Livingstone was so shocked and grieved by the crassness of such a statement that he really longed to take Crittenden in hand. He knew so well how to learn to like pictures, because (although he would not have admitted it to any one) he had begun as crassly as Crittenden. He knew what to do; he could tell Crittenden step by step how to pull himself up to a higher level, because he had done it himself. You read esthetic books, lots of them, and all the descriptions of paintings you could lay your hands on, and all the stories you could find in Vasari or any one else about the lives of the painters (Livingstone had a whole shelf of books of that sort that were fascinating reading—as amusing as La Vie Parisienne)—and you read what Ruskin and Symonds had thought about this or that canvas, and what Berenson's researches had proved about its authenticity.
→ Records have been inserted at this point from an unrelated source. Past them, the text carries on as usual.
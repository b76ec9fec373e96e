//! Fixed timestep simulation tick
//!
//! One call per frame. Order matters: generator, level, player, then every
//! collision pass, then the score.

use glam::Vec2;

use super::beat::AudioInput;
use super::collision::{Contact, platform_contact};
use super::state::{GameEvent, GamePhase, GameState};
use crate::consts::*;

/// Input for a single tick
#[derive(Debug, Clone, Default)]
pub struct TickInput {
    /// Held state of the jump control
    pub jump: bool,
    /// Held state of the fire control
    pub fire: bool,
    /// Cursor position to fire toward
    pub aim: Vec2,
    /// Pause toggle
    pub pause: bool,
    /// Audio snapshot (ignored by random levels)
    pub audio: AudioInput,
}

/// Advance the game state by one fixed timestep
pub fn tick(state: &mut GameState, input: &TickInput, dt: f32) {
    if input.pause {
        match state.phase {
            GamePhase::Playing => {
                state.phase = GamePhase::Paused;
                return;
            }
            GamePhase::Paused => state.phase = GamePhase::Playing,
            GamePhase::Ended => {}
        }
    }

    if state.phase != GamePhase::Playing {
        return;
    }

    state.time_ticks += 1;

    let outcome = state.generator.update(&mut state.level.platforms, &input.audio);
    if outcome.beat {
        state.push_event(GameEvent::Beat);
    }
    if outcome.ended {
        state.push_event(GameEvent::GenerationEnded);
    }

    state.level.update(dt, &mut state.rng);

    state.player.shoot(input.fire, input.aim);
    state.player.update(dt);

    resolve_platforms(state);
    state.player.jump(input.jump);
    check_player_out_of_bounds(state);
    check_projectiles_out_of_bounds(state);
    check_player_coins(state);
    check_projectile_platforms(state);
    check_projectile_enemies(state);
    check_player_enemies(state);
    check_respawn_guard(state);

    state.score.update(dt);
}

/// Re-validate the player's support against every platform
pub fn resolve_platforms(state: &mut GameState) {
    state.player.release_support();

    let tolerance = state.settings.forgiveness;
    let mut finished = false;
    for platform in state.level.platforms.iter() {
        let bounds = state.player.bounds();
        match platform_contact(
            &bounds,
            state.player.dir.y,
            &platform.bounds(),
            platform.kind,
            tolerance,
        ) {
            Contact::Floor { y } => state.player.land_on_floor(y),
            Contact::Ceiling { y } => state.player.land_on_ceiling(y),
            Contact::Finish => finished = true,
            Contact::None => {}
        }
    }

    if finished {
        state.complete();
    }
}

fn respawn_player(state: &mut GameState) {
    state.player.respawn();
    state.award(DEATH_PENALTY);
    state.push_event(GameEvent::PlayerRespawned);
    log::debug!("Player respawned, score {}", state.score.score);
}

fn check_player_out_of_bounds(state: &mut GameState) {
    if state.player.is_out_of_bounds(state.settings.viewport_height) {
        respawn_player(state);
    }
}

fn check_projectiles_out_of_bounds(state: &mut GameState) {
    let (width, height) = (state.settings.viewport_width, state.settings.viewport_height);
    for projectile in state.player.projectiles.active_mut() {
        if !projectile.bounds().is_on_screen(width, height) {
            projectile.active = false;
        }
    }
}

fn check_player_coins(state: &mut GameState) {
    let player = state.player.bounds();
    let mut collected = 0;
    for coin in state.level.coins.active_mut() {
        if coin.bounds().intersects(&player) {
            coin.active = false;
            collected += 1;
        }
    }
    for _ in 0..collected {
        state.award(COIN_SCORE);
        state.push_event(GameEvent::CoinCollected);
    }
}

fn check_projectile_platforms(state: &mut GameState) {
    for platform in state.level.platforms.iter() {
        let bounds = platform.bounds();
        if let Some(projectile) = state
            .player
            .projectiles
            .active_mut()
            .find(|p| p.bounds().intersects(&bounds))
        {
            projectile.active = false;
        }
    }
}

fn check_projectile_enemies(state: &mut GameState) {
    let mut kills = Vec::new();
    for enemy in state.level.enemies.active_mut() {
        let bounds = enemy.bounds();
        let Some(projectile) = state
            .player
            .projectiles
            .active_mut()
            .find(|p| p.bounds().intersects(&bounds))
        else {
            continue;
        };
        projectile.active = false;
        enemy.hit();
        if enemy.killed {
            kills.push(enemy.pos);
        }
    }

    for pos in kills {
        state.award(KILL_SCORE);
        state.level.spawn_coin(pos);
        state.push_event(GameEvent::EnemyKilled { pos });
        log::debug!("Enemy killed at ({:.0}, {:.0})", pos.x, pos.y);
    }
}

fn check_player_enemies(state: &mut GameState) {
    if state.player.respawned {
        return;
    }
    let player = state.player.bounds();
    let Some(enemy) = state
        .level
        .enemies
        .active_mut()
        .find(|e| e.bounds().intersects(&player))
    else {
        return;
    };
    enemy.hit();
    respawn_player(state);
}

/// Stop an invulnerable player at floor height so it cannot fall out again
/// before it has landed.
fn check_respawn_guard(state: &mut GameState) {
    let player = &mut state.player;
    if player.respawned && player.pos.y + PLAYER_HEIGHT - 1.0 >= FLOOR_HEIGHT {
        player.speed = 0.0;
    }
}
If you could, you took the book right along with you to the gallery, reading about the picture as you looked at it; and you kept at it till you did see in it what people said was there. That was the way to form your taste! Even Crittenden could get somewhere along those lines if he tried.

But he seemed to have no interest in anything but history and Michael Angelo; Crittenden was perversely fond of dragging them over to the Sistine Chapel till their heads were ready to drop off with the neck-breaking fatigue of staring up at those sprawling figures.